# checkered/flemish cross



## MrHank (Sep 12, 2007)

Ok, the hubs has decided that we don't have enough to do with the chickens, goats, cattle etc...He has been talking about raising rabbits for meat for awhile now. We have a guy that lives near us that raises checkered/flemish crosses. 

We are primarily interested in raising them for meat. What are your thoughts on this breed cross as far as meat rabbits?

Thanks in advance for your advice. :help:


----------



## wolffeathers (Dec 20, 2010)

I have 'heard' that flemish giants tend to grow slower and have more bone to meat than a commercial type breed. I have also 'heard' that the majority of checkereds tend to have an attitude. This is only information I have heard from a couple different breeders and not my personal experience(I have no experience with these breeds).

I think if you are wanting meat rabbits you should select a more commercial type of rabbit. New Zealand, Californians, Standard Rex, Silver Fox, American, Chinchilla, etc, etc. 

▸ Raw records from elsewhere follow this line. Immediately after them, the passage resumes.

#[cfg(test)]
mod tests {
  use super::*;

  #[test]
  fn unfiltered_building_index_shows_featured_set() {
    let text = building_index(None, None).render(PREFIXES);
    assert!(text.contains("VALUES ?locatiepunt"));
    assert!(!text.contains("CONTAINS"));
  }

  #[test]
  fn search_term_replaces_featured_set() {
    let text = building_index(Some("Markt"), None).render(PREFIXES);
    assert!(!text.contains("VALUES ?locatiepunt"));
    assert!(text.contains(r#"FILTER(CONTAINS(LCASE(?naam), "markt"))"#));
  }

  #[test]
  fn street_filter_binds_the_street_variable() {
    let street = Term::iri("https://example.org/street/1").unwrap();
    let text = building_index(None, Some(&street)).render(PREFIXES);
    assert!(text.contains("BIND(<https://example.org/street/1> AS ?straat)"));
    assert!(!text.contains("VALUES ?locatiepunt"));
  }

  #[test]
  fn malicious_search_term_cannot_escape_the_literal() {
    let text = building_index(Some(r#"x")) . ?s ?p ?o . FILTER(("y"#), None).render(PREFIXES);
    assert!(text.contains(r#"LCASE(?naam), "x\")) . ?s ?p ?o . filter((\"y")"#));
  }

  #[test]
  fn person_index_applies_period_filter() {
    let text = person_index(Some("jan"), None, Some((1800, 1899))).render(PREFIXES);
    assert!(text.contains(r#"FILTER(?datering>="1800"^^xsd:gYear && ?datering<="1899"^^xsd:gYear )"#));
  }

  #[test]
  fn addresses_query_supports_a_limit() {
    let id = Term::iri("https://example.org/L1").unwrap();
    assert!(addresses_at_location(&id, 1).render(PREFIXES).ends_with("LIMIT 1"));
    assert!(!addresses_at_location(&id, 0).render(PREFIXES).contains("LIMIT"));
  }
}
//! Domain entities returned by the gateway.
//!
//! These are the nested shapes the boundary layer serializes; field values
//! arrive pre-formatted from the aggregation pass.

use serde::{Deserialize, Serialize};

/// Lightweight street reference inside a sub-collection.
#[derive(Debug, Clone, PartialEq, Eq, Serialize)]
pub struct StreetRef {
  pub identifier: String,
  pub name: String,
}

#[derive(Debug, Clone, Serialize)]
pub struct Street {
  pub identifier: String,
  pub name: String,
  pub alt_names: Option<String>,
}

#[derive(Debug, Clone, Serialize)]
pub struct Period {
  pub identifier: String,
  pub name: String,
  pub alt_names: Option<String>,
  pub description: Option<String>,
  pub start_year: Option<String>,
  pub end_year: Option<String>,
}

/// One building in the index, grouped by its location point.
#[derive(Debug, Clone, Serialize)]
pub struct BuildingSummary {
  pub identifier: String,
  pub name: String,
  pub streets: Vec<StreetRef>,
}

#[derive(Debug, Clone, Serialize)]
pub struct PersonSummary {
  pub identifier: String,
  pub name: String,
  pub occupation: Option<String>,
  pub dating: Option<String>,
  pub building_ids: Vec<String>,
}

#[derive(Debug, Clone, Serialize)]
pub struct PhotoSummary {
  pub identifier: String,
  pub title: String,
  pub thumbnail: String,
  pub creator: Option<String>,
  pub dating: Option<String>,
  /// Holding organisation, derived from the record URL.
  pub source: String,
  pub streets: Vec<StreetRef>,
  pub building_ids: Vec<String>,
}

/// One historical address record of a building.
#[derive(Debug, Clone, Serialize)]
pub struct Address {
  pub kind: String,
  pub name: String,
  pub dating: String,
  pub ward: String,
}

#[derive(Debug, Clone, Serialize)]
pub struct PersonRef {
  pub identifier: String,
  pub name: String,
  pub occupation: Option<String>,
  pub dating: Option<String>,
}

#[derive(Debug, Clone, Serialize)]
pub struct PhotoRef {
  pub identifier: String,
  pub title: String,
  pub thumbnail: String,
  pub dating: String,
}

#[derive(Debug, Clone, Serialize)]
pub struct BuildingDetail {
  pub identifier: String,
  pub name: String,
  pub dating: Option<String>,
  pub addresses: Vec<Address>,
  pub persons: Vec<PersonRef>,
  pub photos: Vec<PhotoRef>,
}

/// Provenance of a person observation.
#[derive(Debug, Clone, Serialize)]
pub struct SourceRecord {
  pub name: Option<String>,
  pub short_name: String,
  pub dating: String,
  pub url: Option<String>,
}

/// Building reference on a person detail, carrying the address the person
/// was attested at.
#[derive(Debug, Clone, Serialize)]
pub struct BuildingRef {
  pub identifier: Option<String>,
  pub name: String,
  pub source: SourceRecord,
}

#[derive(Debug, Clone, Serialize)]
pub struct PersonDetail {
  pub identifier: String,
  pub name: String,
  pub birth_date: Option<String>,
  pub birth_place: Option<String>,
  pub death_date: Option<String>,
  pub death_place: Option<String>,
  pub age: Option<String>,
  pub occupation: Option<String>,
  pub buildings: Vec<BuildingRef>,
}

#[derive(Debug, Clone, Serialize)]
pub struct NearbyPhoto {
  pub identifier: String,
  pub title: String,
  pub thumbnail: String,
  pub iiif_info: String,
}

/// Building reference on a photo detail; the name is the building's most
/// recent address.
#[derive(Debug, Clone, Serialize)]
pub struct PhotoBuildingRef {
  pub identifier: String,
  pub name: String,
}

#[derive(Debug, Clone, Serialize)]
pub struct PhotoDetail {
  pub identifier: String,
  pub title: String,
  pub thumbnail: String,
  pub image: String,
  pub iiif_info: String,
  pub creator: Option<String>,
  pub rights: Option<String>,
  pub url: Option<String>,
  pub dating: Option<String>,
  pub source: String,
  pub streets: Vec<StreetRef>,
  pub buildings: Vec<PhotoBuildingRef>,
  pub nearby: Vec<NearbyPhoto>,
}

/// One feature of the year map; geometry is the raw WKT text.
#[derive(Debug, Clone, Serialize, Deserialize)]
pub struct YearFeature {
  pub identifier: String,
  pub name: String,
  pub geometry: Option<String>,
}

/// Derived building stock for one year. Cached as a whole, independently of
/// the raw query cache.
#[derive(Debug, Clone, Serialize, Deserialize)]
pub struct YearMap {
  pub year: i32,
  pub features: Vec<YearFeature>,
}
// This Source Code Form is subject to the terms of the Mozilla Public
// License, v. 2.0. If a copy of the MPL was not distributed with this
// file, You can obtain one at https://mozilla.org/MPL/2.0/.

//! Error types for layout generation.

use boxplan_geometry::Bounds;

/// Result type alias for layout operations.
pub type Result<T> = std::result::Result<T, Error>;

/// Caller-visible failures. Infeasible regions, blocked routes and missing
/// rooms degrade the result instead.
#[derive(Debug, thiserror::Error)]
pub enum Error {
    /// Plan bounds are non-finite or have no extent.
    #[error("invalid plan bounds: {0:?}")]
    InvalidBounds(Bounds),

    /// A configuration value is out of range.
    #[error("invalid configuration: {0}")]
    InvalidConfig(String),

    /// JSON could not be decoded.
    #[error("JSON decode error: {0}")]
    Json(#[from] serde_json::Error),
}

impl From<boxplan_geometry::Error> for Error {
    fn from(err: boxplan_geometry::Error) -> Self {
        match err {
            boxplan_geometry::Error::InvalidBounds(b) => Error::InvalidBounds(b),
            boxplan_geometry::Error::Json(e) => Error::Json(e),
        }
    }
}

Others may have heard or even experienced differently.


----------



## XLT (Apr 7, 2005)

would probably look for something else myself... the checkered seem to have a rep for personality issues... and the flemish seem to have a rep for poor meat to bone ratios, though they get big fast.


----------



## MrHank (Sep 12, 2007)

Would it change your mind if they were free. The guy want to give them to me because he bought them for his kids and they are no longer feeding them, as he is now having to do it hiself. He is also throwing in the rabbit cage thaat they are currently living in.


----------



## laughaha (Mar 4, 2008)

I love my Flemmies!!!! And I do eat them, but that being said they probably aren't the best meat to bone and growth rate. On a good note: Flemmies are not that much more expensive to feed than regular rabbits as they really need lots of hay to thrive (and I get that reallllly cheap). They also seem to have cast iron stomachs, have no problems eating cole crops (fed them alot with no problems before I read they weren't supposed to have them). Flemmies are the sweetest rabbits on the planet, don't know how much it will temper a checkered giants temperament though. 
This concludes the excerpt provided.